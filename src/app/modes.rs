//! Focus state for keyboard navigation.
//!
//! The form has a single focus ring: the six fields in form order, followed
//! by the PIN visibility toggle and the submit control. Moving past either end
//! wraps around.
//!
//! # Example
//!
//! ```rust
//! use air_fryer_form::app::modes::Focus;
//! use air_fryer_form::FieldName;
//!
//! assert_eq!(Focus::Submit.next(), Focus::Field(FieldName::FirstName));
//! assert_eq!(Focus::Field(FieldName::FirstName).prev(), Focus::Submit);
//! ```

use crate::domain::FieldName;

/// The control currently receiving keyboard input.
#[derive(Debug, Clone, Copy, PartialEq, Eq, Hash)]
pub enum Focus {
    /// One of the six text inputs.
    Field(FieldName),

    /// The "Show"/"Hide" button attached to the PIN input.
    PinToggle,

    /// The submit control.
    Submit,
}

impl Default for Focus {
    fn default() -> Self {
        Self::Field(FieldName::FirstName)
    }
}

impl Focus {
    /// Number of focusable controls.
    pub const RING_LEN: usize = FieldName::COUNT + 2;

    const fn position(self) -> usize {
        match self {
            Self::Field(field) => field.index(),
            Self::PinToggle => FieldName::COUNT,
            Self::Submit => FieldName::COUNT + 1,
        }
    }

    const fn at(position: usize) -> Self {
        match position {
            p if p < FieldName::COUNT => Self::Field(FieldName::ALL[p]),
            p if p == FieldName::COUNT => Self::PinToggle,
            _ => Self::Submit,
        }
    }

    /// The next control in the ring.
    #[must_use]
    pub const fn next(self) -> Self {
        Self::at((self.position() + 1) % Self::RING_LEN)
    }

    /// The previous control in the ring.
    #[must_use]
    pub const fn prev(self) -> Self {
        Self::at((self.position() + Self::RING_LEN - 1) % Self::RING_LEN)
    }

    /// The focused field, if focus is on a text input.
    #[must_use]
    pub const fn field(self) -> Option<FieldName> {
        match self {
            Self::Field(field) => Some(field),
            Self::PinToggle | Self::Submit => None,
        }
    }
}

#[cfg(test)]
mod tests {
    use super::*;

    #[test]
    fn next_walks_the_whole_ring_in_form_order() {
        let mut focus = Focus::default();
        let mut visited = vec![focus];
        for _ in 1..Focus::RING_LEN {
            focus = focus.next();
            visited.push(focus);
        }

        let mut expected: Vec<Focus> = FieldName::ALL.into_iter().map(Focus::Field).collect();
        expected.push(Focus::PinToggle);
        expected.push(Focus::Submit);
        assert_eq!(visited, expected);
        assert_eq!(focus.next(), Focus::default());
    }

    #[test]
    fn prev_undoes_next() {
        let mut focus = Focus::default();
        for _ in 0..Focus::RING_LEN {
            assert_eq!(focus.next().prev(), focus);
            focus = focus.next();
        }
    }

    #[test]
    fn pin_toggle_sits_between_pin_and_submit() {
        assert_eq!(Focus::Field(FieldName::Pin).next(), Focus::PinToggle);
        assert_eq!(Focus::PinToggle.next(), Focus::Submit);
        assert_eq!(Focus::PinToggle.field(), None);
    }
}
────────────────
Using the records given above, list every line that includes the word "PinToggle".

    PinToggle,
            Self::PinToggle => FieldName::COUNT,
            p if p == FieldName::COUNT => Self::PinToggle,
            Self::PinToggle | Self::Submit => None,
        expected.push(Focus::PinToggle);
        assert_eq!(Focus::Field(FieldName::Pin).next(), Focus::PinToggle);
        assert_eq!(Focus::PinToggle.next(), Focus::Submit);
        assert_eq!(Focus::PinToggle.field(), None);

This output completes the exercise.